**SUPPLIED INFORMATION**
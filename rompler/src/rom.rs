//! Read-only ROM image registry.
//!
//! Owns the byte spans the rest of the crate reads patch data from: the
//! base device ROM and up to [`EXPANSION_SLOTS`] pluggable board images.
//! Images are reference-counted and live for the registry's lifetime, so
//! catalog records can refer into them with `(ImageId, offset, length)`
//! tuples instead of raw pointers.

use std::sync::Arc;

use thiserror::Error;

/// Number of expansion board slots.
pub const EXPANSION_SLOTS: usize = 20;

/// Identifies which registry-owned image a byte span lives in.
#[derive(Debug, Clone, Copy, PartialEq, Eq)]
pub enum ImageId {
    /// The base device ROM.
    BaseRom,
    /// The waveform image of the board in the given slot.
    Expansion(u8),
    /// The companion patch-table image of the board in the given slot.
    ExpansionPatchTable(u8),
}

/// Errors from registry lookups.
#[derive(Debug, Error, PartialEq, Eq)]
pub enum RegistryError {
    /// The slot index is outside the fixed slot set.
    #[error("expansion slot {0} outside the fixed 0..20 slot set")]
    OutOfRange(usize),
    /// The slot exists but no board image was registered in it.
    #[error("expansion slot {0} is not populated")]
    Empty(usize),
    /// A byte span does not fit inside its image.
    #[error("span {offset:#x}+{len:#x} exceeds {image:?} ({image_len:#x} bytes)")]
    OutOfBounds {
        /// Image the span was resolved against.
        image: ImageId,
        /// Span start offset.
        offset: usize,
        /// Span length.
        len: usize,
        /// Actual image size.
        image_len: usize,
    },
}

/// One expansion board: its waveform image plus, for boards that ship
/// their patch data separately, a companion patch-table image.
#[derive(Clone)]
pub struct ExpansionImage {
    waveforms: Arc<[u8]>,
    patch_table: Option<Arc<[u8]>>,
}

impl ExpansionImage {
    /// A board whose patch tables live inside the waveform image.
    pub fn new(waveforms: impl Into<Arc<[u8]>>) -> Self {
        Self {
            waveforms: waveforms.into(),
            patch_table: None,
        }
    }

    /// A board with a separate patch-table dump.
    pub fn with_patch_table(
        waveforms: impl Into<Arc<[u8]>>,
        patch_table: impl Into<Arc<[u8]>>,
    ) -> Self {
        Self {
            waveforms: waveforms.into(),
            patch_table: Some(patch_table.into()),
        }
    }

    /// The full waveform image copied into the engine on board switch.
    pub fn waveforms(&self) -> &[u8] {
        &self.waveforms
    }

    /// The image holding the board's patch and drum tables.
    pub fn tables(&self) -> &[u8] {
        self.patch_table.as_deref().unwrap_or(&self.waveforms)
    }

    /// True if the board ships its tables in a companion image.
    pub fn has_patch_table(&self) -> bool {
        self.patch_table.is_some()
    }
}

/// Owns the base ROM and the expansion slot array.  Pure lookup.
pub struct RomImageRegistry {
    base_rom: Arc<[u8]>,
    expansions: [Option<ExpansionImage>; EXPANSION_SLOTS],
}

impl RomImageRegistry {
    /// Create a registry holding only the base ROM.
    pub fn new(base_rom: impl Into<Arc<[u8]>>) -> Self {
        Self {
            base_rom: base_rom.into(),
            expansions: Default::default(),
        }
    }

    /// Register a board image in `slot`.
    pub fn insert_expansion(
        &mut self,
        slot: usize,
        image: ExpansionImage,
    ) -> Result<(), RegistryError> {
        let entry = self
            .expansions
            .get_mut(slot)
            .ok_or(RegistryError::OutOfRange(slot))?;
        *entry = Some(image);
        Ok(())
    }

    /// The base device ROM.
    pub fn base_rom(&self) -> &[u8] {
        &self.base_rom
    }

    /// Look up the board in `slot`.
    pub fn expansion(&self, slot: usize) -> Result<&ExpansionImage, RegistryError> {
        self.expansions
            .get(slot)
            .ok_or(RegistryError::OutOfRange(slot))?
            .as_ref()
            .ok_or(RegistryError::Empty(slot))
    }

    /// Populated slots in ascending order - the catalog discovery order.
    pub fn populated(&self) -> impl Iterator<Item = (u8, &ExpansionImage)> {
        self.expansions
            .iter()
            .enumerate()
            .filter_map(|(slot, image)| image.as_ref().map(|img| (slot as u8, img)))
    }

    /// Resolve a non-owning record reference to its bytes.
    pub fn resolve(
        &self,
        image: ImageId,
        offset: usize,
        len: usize,
    ) -> Result<&[u8], RegistryError> {
        let bytes = match image {
            ImageId::BaseRom => self.base_rom(),
            ImageId::Expansion(slot) => self.expansion(slot as usize)?.waveforms(),
            ImageId::ExpansionPatchTable(slot) => self.expansion(slot as usize)?.tables(),
        };
        bytes
            .get(offset..offset.saturating_add(len))
            .ok_or(RegistryError::OutOfBounds {
                image,
                offset,
                len,
                image_len: bytes.len(),
            })
    }
}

**WHAT THE TASK ASKS**
Please retype all of the data above exactly as written.

**EXERCISE ANSWER**
filename rompler/src/rom.rs
//! Read-only ROM image registry.
//!
//! Owns the byte spans the rest of the crate reads patch data from: the
//! base device ROM and up to [`EXPANSION_SLOTS`] pluggable board images.
//! Images are reference-counted and live for the registry's lifetime, so
//! catalog records can refer into them with `(ImageId, offset, length)`
//! tuples instead of raw pointers.

use std::sync::Arc;

use thiserror::Error;

/// Number of expansion board slots.
pub const EXPANSION_SLOTS: usize = 20;

/// Identifies which registry-owned image a byte span lives in.
#[derive(Debug, Clone, Copy, PartialEq, Eq)]
pub enum ImageId {
    /// The base device ROM.
    BaseRom,
    /// The waveform image of the board in the given slot.
    Expansion(u8),
    /// The companion patch-table image of the board in the given slot.
    ExpansionPatchTable(u8),
}

/// Errors from registry lookups.
#[derive(Debug, Error, PartialEq, Eq)]
pub enum RegistryError {
    /// The slot index is outside the fixed slot set.
    #[error("expansion slot {0} outside the fixed 0..20 slot set")]
    OutOfRange(usize),
    /// The slot exists but no board image was registered in it.
    #[error("expansion slot {0} is not populated")]
    Empty(usize),
    /// A byte span does not fit inside its image.
    #[error("span {offset:#x}+{len:#x} exceeds {image:?} ({image_len:#x} bytes)")]
    OutOfBounds {
        /// Image the span was resolved against.
        image: ImageId,
        /// Span start offset.
        offset: usize,
        /// Span length.
        len: usize,
        /// Actual image size.
        image_len: usize,
    },
}

/// One expansion board: its waveform image plus, for boards that ship
/// their patch data separately, a companion patch-table image.
#[derive(Clone)]
pub struct ExpansionImage {
    waveforms: Arc<[u8]>,
    patch_table: Option<Arc<[u8]>>,
}

impl ExpansionImage {
    /// A board whose patch tables live inside the waveform image.
    pub fn new(waveforms: impl Into<Arc<[u8]>>) -> Self {
        Self {
            waveforms: waveforms.into(),
            patch_table: None,
        }
    }

    /// A board with a separate patch-table dump.
    pub fn with_patch_table(
        waveforms: impl Into<Arc<[u8]>>,
        patch_table: impl Into<Arc<[u8]>>,
    ) -> Self {
        Self {
            waveforms: waveforms.into(),
            patch_table: Some(patch_table.into()),
        }
    }

    /// The full waveform image copied into the engine on board switch.
    pub fn waveforms(&self) -> &[u8] {
        &self.waveforms
    }

    /// The image holding the board's patch and drum tables.
    pub fn tables(&self) -> &[u8] {
        self.patch_table.as_deref().unwrap_or(&self.waveforms)
    }

    /// True if the board ships its tables in a companion image.
    pub fn has_patch_table(&self) -> bool {
        self.patch_table.is_some()
    }
}

/// Owns the base ROM and the expansion slot array.  Pure lookup.
pub struct RomImageRegistry {
    base_rom: Arc<[u8]>,
    expansions: [Option<ExpansionImage>; EXPANSION_SLOTS],
}

impl RomImageRegistry {
    /// Create a registry holding only the base ROM.
    pub fn new(base_rom: impl Into<Arc<[u8]>>) -> Self {
        Self {
            base_rom: base_rom.into(),
            expansions: Default::default(),
        }
    }

    /// Register a board image in `slot`.
    pub fn insert_expansion(
        &mut self,
        slot: usize,
        image: ExpansionImage,
    ) -> Result<(), RegistryError> {
        let entry = self
            .expansions
            .get_mut(slot)
            .ok_or(RegistryError::OutOfRange(slot))?;
        *entry = Some(image);
        Ok(())
    }

    /// The base device ROM.
    pub fn base_rom(&self) -> &[u8] {
        &self.base_rom
    }

    /// Look up the board in `slot`.
    pub fn expansion(&self, slot: usize) -> Result<&ExpansionImage, RegistryError> {
        self.expansions
            .get(slot)
            .ok_or(RegistryError::OutOfRange(slot))?
            .as_ref()
            .ok_or(RegistryError::Empty(slot))
    }

    /// Populated slots in ascending order - the catalog discovery order.
    pub fn populated(&self) -> impl Iterator<Item = (u8, &ExpansionImage)> {
        self.expansions
            .iter()
            .enumerate()
            .filter_map(|(slot, image)| image.as_ref().map(|img| (slot as u8, img)))
    }

    /// Resolve a non-owning record reference to its bytes.
    pub fn resolve(
        &self,
        image: ImageId,
        offset: usize,
        len: usize,
    ) -> Result<&[u8], RegistryError> {
        let bytes = match image {
            ImageId::BaseRom => self.base_rom(),
            ImageId::Expansion(slot) => self.expansion(slot as usize)?.waveforms(),
            ImageId::ExpansionPatchTable(slot) => self.expansion(slot as usize)?.tables(),
        };
        bytes
            .get(offset..offset.saturating_add(len))
            .ok_or(RegistryError::OutOfBounds {
                image,
                offset,
                len,
                image_len: bytes.len(),
            })
    }
}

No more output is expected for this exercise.